▸ Data for this task

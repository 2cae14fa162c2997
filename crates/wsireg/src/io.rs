//! JSON configuration and report helpers.

use crate::{params::RegistrationParams, Registrar, Registration};
use serde::{Deserialize, Serialize};
use std::{
    fs,
    path::{Path, PathBuf},
    sync::Arc,
};
use wsireg_core::AffineTransform;
use wsireg_features::{BackboneLoadError, ConvBackbone};
use wsireg_prealign::PrealignResult;

#[derive(thiserror::Error, Debug)]
pub enum ConfigIoError {
    #[error(transparent)]
    Io(#[from] std::io::Error),
    #[error(transparent)]
    Json(#[from] serde_json::Error),
    #[error(transparent)]
    Backbone(#[from] BackboneLoadError),
    #[error("config does not name backbone weights")]
    MissingBackbone,
}

/// Registration run configuration.
#[derive(Clone, Debug, Default, PartialEq, Serialize, Deserialize)]
pub struct RegistrationConfig {
    /// JSON weights for [`ConvBackbone`].
    #[serde(default)]
    pub backbone_weights: Option<String>,
    #[serde(default)]
    pub params: RegistrationParams,
    /// Where [`RegistrationConfig::write_report`] puts the report.
    #[serde(default)]
    pub report_path: Option<String>,
}

impl RegistrationConfig {
    /// Load a JSON config from disk.
    pub fn load_json(path: impl AsRef<Path>) -> Result<Self, ConfigIoError> {
        let raw = fs::read_to_string(path)?;
        Ok(serde_json::from_str(&raw)?)
    }

    /// Write this config to disk as pretty JSON.
    pub fn write_json(&self, path: impl AsRef<Path>) -> Result<(), ConfigIoError> {
        let json = serde_json::to_string_pretty(self)?;
        fs::write(path, json)?;
        Ok(())
    }

    /// Resolve the report path.
    pub fn report_path(&self) -> PathBuf {
        self.report_path
            .as_ref()
            .map(PathBuf::from)
            .unwrap_or_else(|| PathBuf::from("wsireg_report.json"))
    }

    /// Write the report of `registration` to [`Self::report_path`].
    pub fn write_report(&self, registration: &Registration) -> Result<PathBuf, ConfigIoError> {
        let path = self.report_path();
        registration.report().write_json(&path)?;
        log::info!("registration report written to {}", path.display());
        Ok(path)
    }

    /// Load the configured backbone and wrap it in a [`Registrar`].
    pub fn build_registrar(&self) -> Result<Registrar, ConfigIoError> {
        let path = self
            .backbone_weights
            .as_ref()
            .ok_or(ConfigIoError::MissingBackbone)?;
        let backbone = ConvBackbone::load_json(path)?;
        log::info!(
            "loaded backbone from {path}: {} blocks",
            backbone.weights().blocks.len()
        );
        Ok(Registrar::new(Arc::new(backbone), self.params.clone()))
    }
}

/// Serializable summary of a [`Registration`].
#[derive(Clone, Debug, PartialEq, Serialize, Deserialize)]
pub struct RegistrationReport {
    pub transform: AffineTransform,
    pub coarse: AffineTransform,
    pub refinement: AffineTransform,
    #[serde(default)]
    pub prealign: Option<PrealignResult>,
    pub matches: usize,
    pub inliers: usize,
    pub rms_residual: f64,
}

impl From<&Registration> for RegistrationReport {
    fn from(r: &Registration) -> Self {
        Self {
            transform: r.transform,
            coarse: r.coarse,
            refinement: r.refinement,
            prealign: r.prealign.clone(),
            matches: r.matches.len(),
            inliers: r.inlier_count(),
            rms_residual: r.rms_residual,
        }
    }
}

impl RegistrationReport {
    pub fn load_json(path: impl AsRef<Path>) -> Result<Self, ConfigIoError> {
        let raw = fs::read_to_string(path)?;
        Ok(serde_json::from_str(&raw)?)
    }

    pub fn write_json(&self, path: impl AsRef<Path>) -> Result<(), ConfigIoError> {
        let json = serde_json::to_string_pretty(self)?;
        fs::write(path, json)?;
        Ok(())
    }
}

impl Registration {
    pub fn report(&self) -> RegistrationReport {
        RegistrationReport::from(self)
    }
}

▸ The task
Return the whole listing, keeping each word as it stands.

▸ Finished task
repository 2cae14fa162c2997
filename crates/wsireg/src/io.rs
//! JSON configuration and report helpers.

use crate::{params::RegistrationParams, Registrar, Registration};
use serde::{Deserialize, Serialize};
use std::{
    fs,
    path::{Path, PathBuf},
    sync::Arc,
};
use wsireg_core::AffineTransform;
use wsireg_features::{BackboneLoadError, ConvBackbone};
use wsireg_prealign::PrealignResult;

#[derive(thiserror::Error, Debug)]
pub enum ConfigIoError {
    #[error(transparent)]
    Io(#[from] std::io::Error),
    #[error(transparent)]
    Json(#[from] serde_json::Error),
    #[error(transparent)]
    Backbone(#[from] BackboneLoadError),
    #[error("config does not name backbone weights")]
    MissingBackbone,
}

/// Registration run configuration.
#[derive(Clone, Debug, Default, PartialEq, Serialize, Deserialize)]
pub struct RegistrationConfig {
    /// JSON weights for [`ConvBackbone`].
    #[serde(default)]
    pub backbone_weights: Option<String>,
    #[serde(default)]
    pub params: RegistrationParams,
    /// Where [`RegistrationConfig::write_report`] puts the report.
    #[serde(default)]
    pub report_path: Option<String>,
}

impl RegistrationConfig {
    /// Load a JSON config from disk.
    pub fn load_json(path: impl AsRef<Path>) -> Result<Self, ConfigIoError> {
        let raw = fs::read_to_string(path)?;
        Ok(serde_json::from_str(&raw)?)
    }

    /// Write this config to disk as pretty JSON.
    pub fn write_json(&self, path: impl AsRef<Path>) -> Result<(), ConfigIoError> {
        let json = serde_json::to_string_pretty(self)?;
        fs::write(path, json)?;
        Ok(())
    }

    /// Resolve the report path.
    pub fn report_path(&self) -> PathBuf {
        self.report_path
            .as_ref()
            .map(PathBuf::from)
            .unwrap_or_else(|| PathBuf::from("wsireg_report.json"))
    }

    /// Write the report of `registration` to [`Self::report_path`].
    pub fn write_report(&self, registration: &Registration) -> Result<PathBuf, ConfigIoError> {
        let path = self.report_path();
        registration.report().write_json(&path)?;
        log::info!("registration report written to {}", path.display());
        Ok(path)
    }

    /// Load the configured backbone and wrap it in a [`Registrar`].
    pub fn build_registrar(&self) -> Result<Registrar, ConfigIoError> {
        let path = self
            .backbone_weights
            .as_ref()
            .ok_or(ConfigIoError::MissingBackbone)?;
        let backbone = ConvBackbone::load_json(path)?;
        log::info!(
            "loaded backbone from {path}: {} blocks",
            backbone.weights().blocks.len()
        );
        Ok(Registrar::new(Arc::new(backbone), self.params.clone()))
    }
}

/// Serializable summary of a [`Registration`].
#[derive(Clone, Debug, PartialEq, Serialize, Deserialize)]
pub struct RegistrationReport {
    pub transform: AffineTransform,
    pub coarse: AffineTransform,
    pub refinement: AffineTransform,
    #[serde(default)]
    pub prealign: Option<PrealignResult>,
    pub matches: usize,
    pub inliers: usize,
    pub rms_residual: f64,
}

impl From<&Registration> for RegistrationReport {
    fn from(r: &Registration) -> Self {
        Self {
            transform: r.transform,
            coarse: r.coarse,
            refinement: r.refinement,
            prealign: r.prealign.clone(),
            matches: r.matches.len(),
            inliers: r.inlier_count(),
            rms_residual: r.rms_residual,
        }
    }
}

impl RegistrationReport {
    pub fn load_json(path: impl AsRef<Path>) -> Result<Self, ConfigIoError> {
        let raw = fs::read_to_string(path)?;
        Ok(serde_json::from_str(&raw)?)
    }

    pub fn write_json(&self, path: impl AsRef<Path>) -> Result<(), ConfigIoError> {
        let json = serde_json::to_string_pretty(self)?;
        fs::write(path, json)?;
        Ok(())
    }
}

impl Registration {
    pub fn report(&self) -> RegistrationReport {
        RegistrationReport::from(self)
    }
}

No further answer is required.